La Presse Anarchiste

Le problème de la liberté

(Suite)

II. Les Fondements cosmologiques de la Liberté

Il n’est pas seule­ment, ce pro­blème, comme l’a fort jus­te­ment écrit M. Alfred Fouillée, « il n’est pas seule­ment un pro­blème phi­lo­so­phique ; il est, par excel­lence, phi­lo­so­phique. Toutes les autres ques­tions viennent se rat­ta­cher à celle-là. »

Et d’abord, la ques­tion pri­mor­diale, essen­tielle, le grand pro­blème humain l’explication et la nature de l’univers et de la vie, la concep­tion du prin­cipe de causalité.

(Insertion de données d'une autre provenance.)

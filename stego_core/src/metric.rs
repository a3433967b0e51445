//! Fitness metric (C4): scores a candidate change-matrix by how well it
//! preserves bit-exact QIM decoding while minimizing block PSNR loss.

use crate::block::{PixelBlock, BLOCK_SIDE};
use crate::candidate::Candidate;
use crate::dct::dct;
use crate::qim::{decode_bit, EmbedMode, PATTERN};
use rand::Rng;

/// Sentinel PSNR assigned when a candidate reproduces the original block
/// exactly (MSE = 0), chosen larger than any attainable finite-MSE PSNR for
/// an 8x8 block at 8-bit depth (see DESIGN.md).
pub const PSNR_SENTINEL: f64 = 100.0;

/// A bound fitness function for one block: holds the ground-truth pixels
/// and the bit string a candidate is being judged against.
pub struct Metric {
    original: PixelBlock,
    bits: Vec<bool>,
    search_space: i32,
    mode: EmbedMode,
}

impl Metric {
    pub fn new(original: PixelBlock, bits: Vec<bool>, search_space: i32, mode: EmbedMode) -> Self {
        Self {
            original,
            bits,
            search_space,
            mode,
        }
    }

    /// Number of coefficient positions this metric's mode decodes.
    fn decode_len(&self) -> usize {
        match self.mode {
            EmbedMode::MultiBit => PATTERN.len(),
            EmbedMode::SingleBit => 1,
        }
    }

    /// Evaluate `candidate` in place (it is normalized and clamp-corrected
    /// as a side effect, per the spec's explicit mutation contract) and
    /// return its fitness score.
    pub fn evaluate(&self, candidate: &mut Candidate, rng: &mut impl Rng) -> f64 {
        candidate.floor_and_bound(self.search_space, rng);
        let block = candidate.apply_and_clamp(&self.original);

        let mut sum_sq = 0i64;
        for i in 0..BLOCK_SIDE {
            for j in 0..BLOCK_SIDE {
                let diff = self.original[i][j] as i64 - block[i][j] as i64;
                sum_sq += diff * diff;
            }
        }
        let psnr = if sum_sq == 0 {
            PSNR_SENTINEL
        } else {
            10.0 * (64.0 * 255.0 * 255.0 / sum_sq as f64).log10()
        };

        let coef = dct(&block);
        let decode_len = self.decode_len();
        let mut matches = 0usize;
        for (k, &(i, j)) in PATTERN.iter().enumerate().take(decode_len) {
            let bit = decode_bit(coef[i][j]);
            if k == 0 && bit != self.bits[0] {
                return 0.0;
            }
            if bit == self.bits[k] {
                matches += 1;
            }
        }

        psnr / 10_000.0 + matches as f64 / decode_len as f64
    }
}
//! Plain-text sidecar files: the payload bit string and the block
//! permutation that must be replayed verbatim at extraction time.

use crate::error::StegoIoError;
use std::fs;
use std::path::Path;

const WINDOW_BITS: usize = 31;

fn io_path(path: &Path) -> String {
    path.display().to_string()
}

fn read_to_string(path: &Path) -> Result<String, StegoIoError> {
    if !path.exists() {
        return Err(StegoIoError::InputMissing { path: io_path(path) });
    }
    fs::read_to_string(path).map_err(|source| StegoIoError::Io {
        path: io_path(path),
        source,
    })
}

/// Read the first line of a `to_embed.txt`-style file, interpreting each
/// `'0'`/`'1'` character as a bit and padding with `false` on the right to a
/// multiple of 31 bits.
pub fn read_payload_bits(path: impl AsRef<Path>) -> Result<Vec<bool>, StegoIoError> {
    let contents = read_to_string(path.as_ref())?;
    let first_line = contents.lines().next().unwrap_or("");
    let mut bits: Vec<bool> = first_line.chars().filter_map(|c| match c {
        '0' => Some(false),
        '1' => Some(true),
        _ => None,
    }).collect();

    let remainder = bits.len() % WINDOW_BITS;
    if remainder != 0 {
        let padded = WINDOW_BITS - remainder;
        log::warn!("payload is {padded} bit(s) short of a {WINDOW_BITS}-bit window; padding with zeros");
        bits.resize(bits.len() + padded, false);
    }
    Ok(bits)
}

/// Write the recovered payload, one 31-bit fragment per line.
pub fn write_payload_bits(path: impl AsRef<Path>, bits: &[bool]) -> Result<(), StegoIoError> {
    let path = path.as_ref();
    let mut out = String::new();
    for chunk in bits.chunks(WINDOW_BITS) {
        for &bit in chunk {
            out.push(if bit { '1' } else { '0' });
        }
        out.push('\n');
    }
    fs::write(path, out).map_err(|source| StegoIoError::Io {
        path: io_path(path),
        source,
    })
}

/// Read the whitespace-separated decimal block-index sidecar.
pub fn read_block_order(path: impl AsRef<Path>) -> Result<Vec<usize>, StegoIoError> {
    let contents = read_to_string(path.as_ref())?;
    Ok(contents
        .split_whitespace()
        .filter_map(|tok| tok.parse::<usize>().ok())
        .collect())
}

/// Write the block permutation used during embedding, space-separated.
pub fn write_block_order(path: impl AsRef<Path>, order: &[usize]) -> Result<(), StegoIoError> {
    let path = path.as_ref();
    let out = order
        .iter()
        .map(|i| i.to_string())
        .collect::<Vec<_>>()
        .join(" ");
    fs::write(path, out).map_err(|source| StegoIoError::Io {
        path: io_path(path),
        source,
    })
}

#[cfg(test)]
mod tests {
    use super::*;

    fn temp_path(name: &str) -> std::path::PathBuf {
        let dir = std::env::temp_dir().join(format!("stego-io-sidecar-{}", std::process::id()));
        std::fs::create_dir_all(&dir).unwrap();
        dir.join(name)
    }

    #[test]
    fn payload_bits_pad_to_window_multiple() {
        let path = temp_path("to_embed.txt");
        std::fs::write(&path, "101").unwrap();
        let bits = read_payload_bits(&path).unwrap();
        assert_eq!(bits.len(), 31);
        assert_eq!(&bits[0..3], &[true, false, true]);
        assert!(bits[3..].iter().all(|&b| !b));
    }

    #[test]
    fn block_order_round_trips() {
        let path = temp_path("blocks.txt");
        let order = vec![3, 1, 4, 1, 5, 9];
        write_block_order(&path, &order).unwrap();
        let read_back = read_block_order(&path).unwrap();
        assert_eq!(read_back, order);
    }
}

Nous ne nous arrê­te­rons pas à l’hypothèse ingé­nue de la créa­tion divine et de l’arbitraire sur­na­tu­rel. Éli­mi­née pro­gres­si­ve­ment, au cours du déve­lop­pe­ment his­to­rique, par la conscience crois­sante de l’immuable natu­ra­li­té des phé­no­mènes, la super­sti­tion théo­lo­gique, à son der­nier terme, se résout en l’idée absurde, contra­dic­toire, d’un Moi infi­ni, — incon­ci­liable anti­no­mie, puisque le « moi » ne se com­prend que limi­té par le « non-moi », — et porte ain­si désor­mais en elle-même son irré­vo­cable condamnation.

Mais la fin de l’idée naïve d’autorité divine n’est pas la fin de l’absolutisme et du fata­lisme, et l’illusion auto­ri­taire repa­raît, de par la rai­son rai­son­nante, dans la cos­mo­lo­gie et la phi­lo­so­phie sim­plistes des méta­phy­si­ciens, aber­rant à la recherche de la cause première.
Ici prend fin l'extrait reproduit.